* **What this task involves**:
Send back the listing, word for word.

• • • • •

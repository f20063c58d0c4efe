//! Stock-ceiling checks applied before an action reaches the store.
//!
//! The store itself accepts any quantity. Front ends call
//! [`CartStore::dispatch_guarded`] for user-initiated quantity changes so an
//! action that would break the ceiling is blocked and reported instead.

use thiserror::Error;

use super::{CartAction, CartStorage, CartStore};
use crate::types::ProductId;

/// Why a quantity change was blocked.
#[derive(Debug, Clone, PartialEq, Eq, Error)]
pub enum StockWarning {
    #[error("{0} is out of stock")]
    OutOfStock(ProductId),
    #[error("you have reached the maximum stock limit")]
    MaximumReached(ProductId),
    #[error("you have reached the minimum stock limit")]
    MinimumReached(ProductId),
}

impl<S> CartStore<S> {
    /// Check `action` against the stock ceiling without applying it.
    ///
    /// # Errors
    ///
    /// Returns the [`StockWarning`] the UI should surface.
    pub fn check_stock(&self, action: &CartAction) -> Result<(), StockWarning> {
        match action {
            CartAction::AddItem(product) => match self.item(&product.id) {
                Some(item) if item.quantity >= product.stock => {
                    Err(StockWarning::MaximumReached(product.id.clone()))
                }
                None if product.stock == 0 => Err(StockWarning::OutOfStock(product.id.clone())),
                _ => Ok(()),
            },
            CartAction::Increment(id) => match self.item(id) {
                Some(item) if item.quantity >= item.stock_ceiling => {
                    Err(StockWarning::MaximumReached(id.clone()))
                }
                _ => Ok(()),
            },
            CartAction::Decrement(id) => match self.item(id) {
                Some(item) if item.quantity <= 1 => Err(StockWarning::MinimumReached(id.clone())),
                _ => Ok(()),
            },
            CartAction::RemoveItem(_)
            | CartAction::ClearCart
            | CartAction::ApplyDiscount(_)
            | CartAction::SaveShippingInfo(_) => Ok(()),
        }
    }
}

impl<S: CartStorage> CartStore<S> {
    /// Apply `action` only if it respects the stock ceiling.
    ///
    /// # Errors
    ///
    /// Returns a [`StockWarning`] and leaves the cart untouched when blocked.
    pub fn dispatch_guarded(&mut self, action: CartAction) -> Result<(), StockWarning> {
        self.check_stock(&action)?;
        self.dispatch(action);
        Ok(())
    }
}
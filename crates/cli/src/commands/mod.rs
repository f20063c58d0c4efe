//! Subcommand implementations.

pub mod cart;
pub mod checkout;
pub mod coupon;
//! Coupon validation schema and outcomes.
//!
//! The HTTP call lives in the storefront crate. This module owns the typed
//! response, the failure taxonomy shown to the shopper and the mapping of an
//! outcome onto the cart.

use rust_decimal::Decimal;
use serde::{Deserialize, Serialize};

use crate::cart::{CartAction, CartStorage, CartStore};

/// Request body for the coupon endpoint.
#[derive(Debug, Clone, PartialEq, Eq, Serialize)]
pub struct CouponRequest<'a> {
    pub code: &'a str,
}

/// Response body from the coupon endpoint.
///
/// Error responses use the same shape with `success: false`.
#[derive(Debug, Clone, PartialEq, Eq, Deserialize)]
#[serde(rename_all = "camelCase")]
pub struct CouponResponse {
    pub success: bool,
    #[serde(default)]
    pub discount_amount: Option<Decimal>,
    #[serde(default)]
    pub message: Option<String>,
}

/// A coupon the backend accepted.
#[derive(Debug, Clone, PartialEq, Eq)]
pub struct AppliedCoupon {
    pub code: String,
    pub discount_amount: Decimal,
    pub message: String,
}

/// Why a coupon was not applied.
#[derive(Debug, Clone, PartialEq, Eq, thiserror::Error)]
pub enum CouponError {
    #[error("{0}")]
    NotFound(String),
    #[error("{0}")]
    Expired(String),
    #[error("{0}")]
    Validation(String),
}

impl CouponError {
    /// Classify a rejection from its HTTP status and message.
    ///
    /// 404 and messages mentioning "not found" or "invalid" are
    /// [`CouponError::NotFound`]; 410 and messages mentioning "expired" are
    /// [`CouponError::Expired`]; everything else is
    /// [`CouponError::Validation`].
    #[must_use]
    pub fn classify(status: Option<u16>, message: Option<&str>) -> Self {
        let message = message
            .map(str::trim)
            .filter(|m| !m.is_empty())
            .unwrap_or("Error applying coupon")
            .to_owned();
        let lower = message.to_lowercase();

        if status == Some(410) || lower.contains("expired") {
            Self::Expired(message)
        } else if status == Some(404) || lower.contains("not found") || lower.contains("invalid")
        {
            Self::NotFound(message)
        } else {
            Self::Validation(message)
        }
    }

    /// The message to show the shopper.
    #[must_use]
    pub fn message(&self) -> &str {
        match self {
            Self::NotFound(m) | Self::Expired(m) | Self::Validation(m) => m,
        }
    }
}

impl CouponResponse {
    /// Turn a decoded response into an outcome for `code`.
    ///
    /// A missing `discountAmount` on success counts as zero; a negative one
    /// is rejected.
    ///
    /// # Errors
    ///
    /// Returns a classified [`CouponError`] when `success` is false.
    pub fn into_result(self, code: &str, status: Option<u16>) -> Result<AppliedCoupon, CouponError> {
        if !self.success {
            return Err(CouponError::classify(status, self.message.as_deref()));
        }

        let discount_amount = self.discount_amount.unwrap_or(Decimal::ZERO);
        if discount_amount < Decimal::ZERO {
            return Err(CouponError::Validation(format!(
                "Coupon returned a negative discount ({discount_amount})"
            )));
        }

        Ok(AppliedCoupon {
            code: code.to_owned(),
            discount_amount,
            message: self
                .message
                .filter(|m| !m.trim().is_empty())
                .unwrap_or_else(|| "Coupon applied successfully!".to_owned()),
        })
    }
}

/// Trim and upper-case a user-entered code. `None` when blank.
#[must_use]
pub fn normalize_code(raw: &str) -> Option<String> {
    let trimmed = raw.trim();
    (!trimmed.is_empty()).then(|| trimmed.to_uppercase())
}

/// Final result of one coupon edit.
#[derive(Debug, Clone, PartialEq, Eq)]
pub enum CouponOutcome {
    /// The code field was emptied.
    Cleared,
    Applied(AppliedCoupon),
    Rejected(CouponError),
}

impl CouponOutcome {
    /// Discount this outcome grants. Zero unless applied.
    #[must_use]
    pub fn discount(&self) -> Decimal {
        match self {
            Self::Applied(coupon) => coupon.discount_amount,
            Self::Cleared | Self::Rejected(_) => Decimal::ZERO,
        }
    }
}

impl From<Result<AppliedCoupon, CouponError>> for CouponOutcome {
    fn from(result: Result<AppliedCoupon, CouponError>) -> Self {
        match result {
            Ok(coupon) => Self::Applied(coupon),
            Err(e) => Self::Rejected(e),
        }
    }
}

impl<S: CartStorage> CartStore<S> {
    /// Apply a coupon outcome: the granted amount on success, zero otherwise.
    pub fn apply_coupon(&mut self, outcome: &CouponOutcome) {
        self.dispatch(CartAction::ApplyDiscount(outcome.discount()));
    }
}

• • • • •

* **Expected output**:
repository f20063c58d0c4efe
//! Stock-ceiling checks applied before an action reaches the store.
//!
//! The store itself accepts any quantity. Front ends call
//! [`CartStore::dispatch_guarded`] for user-initiated quantity changes so an
//! action that would break the ceiling is blocked and reported instead.

use thiserror::Error;

use super::{CartAction, CartStorage, CartStore};
use crate::types::ProductId;

/// Why a quantity change was blocked.
#[derive(Debug, Clone, PartialEq, Eq, Error)]
pub enum StockWarning {
    #[error("{0} is out of stock")]
    OutOfStock(ProductId),
    #[error("you have reached the maximum stock limit")]
    MaximumReached(ProductId),
    #[error("you have reached the minimum stock limit")]
    MinimumReached(ProductId),
}

impl<S> CartStore<S> {
    /// Check `action` against the stock ceiling without applying it.
    ///
    /// # Errors
    ///
    /// Returns the [`StockWarning`] the UI should surface.
    pub fn check_stock(&self, action: &CartAction) -> Result<(), StockWarning> {
        match action {
            CartAction::AddItem(product) => match self.item(&product.id) {
                Some(item) if item.quantity >= product.stock => {
                    Err(StockWarning::MaximumReached(product.id.clone()))
                }
                None if product.stock == 0 => Err(StockWarning::OutOfStock(product.id.clone())),
                _ => Ok(()),
            },
            CartAction::Increment(id) => match self.item(id) {
                Some(item) if item.quantity >= item.stock_ceiling => {
                    Err(StockWarning::MaximumReached(id.clone()))
                }
                _ => Ok(()),
            },
            CartAction::Decrement(id) => match self.item(id) {
                Some(item) if item.quantity <= 1 => Err(StockWarning::MinimumReached(id.clone())),
                _ => Ok(()),
            },
            CartAction::RemoveItem(_)
            | CartAction::ClearCart
            | CartAction::ApplyDiscount(_)
            | CartAction::SaveShippingInfo(_) => Ok(()),
        }
    }
}

impl<S: CartStorage> CartStore<S> {
    /// Apply `action` only if it respects the stock ceiling.
    ///
    /// # Errors
    ///
    /// Returns a [`StockWarning`] and leaves the cart untouched when blocked.
    pub fn dispatch_guarded(&mut self, action: CartAction) -> Result<(), StockWarning> {
        self.check_stock(&action)?;
        self.dispatch(action);
        Ok(())
    }
}
filename crates/cli/src/commands/mod.rs
repository f20063c58d0c4efe
//! Subcommand implementations.

pub mod cart;
pub mod checkout;
pub mod coupon;
//! Coupon validation schema and outcomes.
//!
//! The HTTP call lives in the storefront crate. This module owns the typed
//! response, the failure taxonomy shown to the shopper and the mapping of an
//! outcome onto the cart.

use rust_decimal::Decimal;
use serde::{Deserialize, Serialize};

use crate::cart::{CartAction, CartStorage, CartStore};

/// Request body for the coupon endpoint.
#[derive(Debug, Clone, PartialEq, Eq, Serialize)]
pub struct CouponRequest<'a> {
    pub code: &'a str,
}

/// Response body from the coupon endpoint.
///
/// Error responses use the same shape with `success: false`.
#[derive(Debug, Clone, PartialEq, Eq, Deserialize)]
#[serde(rename_all = "camelCase")]
pub struct CouponResponse {
    pub success: bool,
    #[serde(default)]
    pub discount_amount: Option<Decimal>,
    #[serde(default)]
    pub message: Option<String>,
}

/// A coupon the backend accepted.
#[derive(Debug, Clone, PartialEq, Eq)]
pub struct AppliedCoupon {
    pub code: String,
    pub discount_amount: Decimal,
    pub message: String,
}

/// Why a coupon was not applied.
#[derive(Debug, Clone, PartialEq, Eq, thiserror::Error)]
pub enum CouponError {
    #[error("{0}")]
    NotFound(String),
    #[error("{0}")]
    Expired(String),
    #[error("{0}")]
    Validation(String),
}

impl CouponError {
    /// Classify a rejection from its HTTP status and message.
    ///
    /// 404 and messages mentioning "not found" or "invalid" are
    /// [`CouponError::NotFound`]; 410 and messages mentioning "expired" are
    /// [`CouponError::Expired`]; everything else is
    /// [`CouponError::Validation`].
    #[must_use]
    pub fn classify(status: Option<u16>, message: Option<&str>) -> Self {
        let message = message
            .map(str::trim)
            .filter(|m| !m.is_empty())
            .unwrap_or("Error applying coupon")
            .to_owned();
        let lower = message.to_lowercase();

        if status == Some(410) || lower.contains("expired") {
            Self::Expired(message)
        } else if status == Some(404) || lower.contains("not found") || lower.contains("invalid")
        {
            Self::NotFound(message)
        } else {
            Self::Validation(message)
        }
    }

    /// The message to show the shopper.
    #[must_use]
    pub fn message(&self) -> &str {
        match self {
            Self::NotFound(m) | Self::Expired(m) | Self::Validation(m) => m,
        }
    }
}

impl CouponResponse {
    /// Turn a decoded response into an outcome for `code`.
    ///
    /// A missing `discountAmount` on success counts as zero; a negative one
    /// is rejected.
    ///
    /// # Errors
    ///
    /// Returns a classified [`CouponError`] when `success` is false.
    pub fn into_result(self, code: &str, status: Option<u16>) -> Result<AppliedCoupon, CouponError> {
        if !self.success {
            return Err(CouponError::classify(status, self.message.as_deref()));
        }

        let discount_amount = self.discount_amount.unwrap_or(Decimal::ZERO);
        if discount_amount < Decimal::ZERO {
            return Err(CouponError::Validation(format!(
                "Coupon returned a negative discount ({discount_amount})"
            )));
        }

        Ok(AppliedCoupon {
            code: code.to_owned(),
            discount_amount,
            message: self
                .message
                .filter(|m| !m.trim().is_empty())
                .unwrap_or_else(|| "Coupon applied successfully!".to_owned()),
        })
    }
}

/// Trim and upper-case a user-entered code. `None` when blank.
#[must_use]
pub fn normalize_code(raw: &str) -> Option<String> {
    let trimmed = raw.trim();
    (!trimmed.is_empty()).then(|| trimmed.to_uppercase())
}

/// Final result of one coupon edit.
#[derive(Debug, Clone, PartialEq, Eq)]
pub enum CouponOutcome {
    /// The code field was emptied.
    Cleared,
    Applied(AppliedCoupon),
    Rejected(CouponError),
}

impl CouponOutcome {
    /// Discount this outcome grants. Zero unless applied.
    #[must_use]
    pub fn discount(&self) -> Decimal {
        match self {
            Self::Applied(coupon) => coupon.discount_amount,
            Self::Cleared | Self::Rejected(_) => Decimal::ZERO,
        }
    }
}

impl From<Result<AppliedCoupon, CouponError>> for CouponOutcome {
    fn from(result: Result<AppliedCoupon, CouponError>) -> Self {
        match result {
            Ok(coupon) => Self::Applied(coupon),
            Err(e) => Self::Rejected(e),
        }
    }
}

impl<S: CartStorage> CartStore<S> {
    /// Apply a coupon outcome: the granted amount on success, zero otherwise.
    pub fn apply_coupon(&mut self, outcome: &CouponOutcome) {
        self.dispatch(CartAction::ApplyDiscount(outcome.discount()));
    }
}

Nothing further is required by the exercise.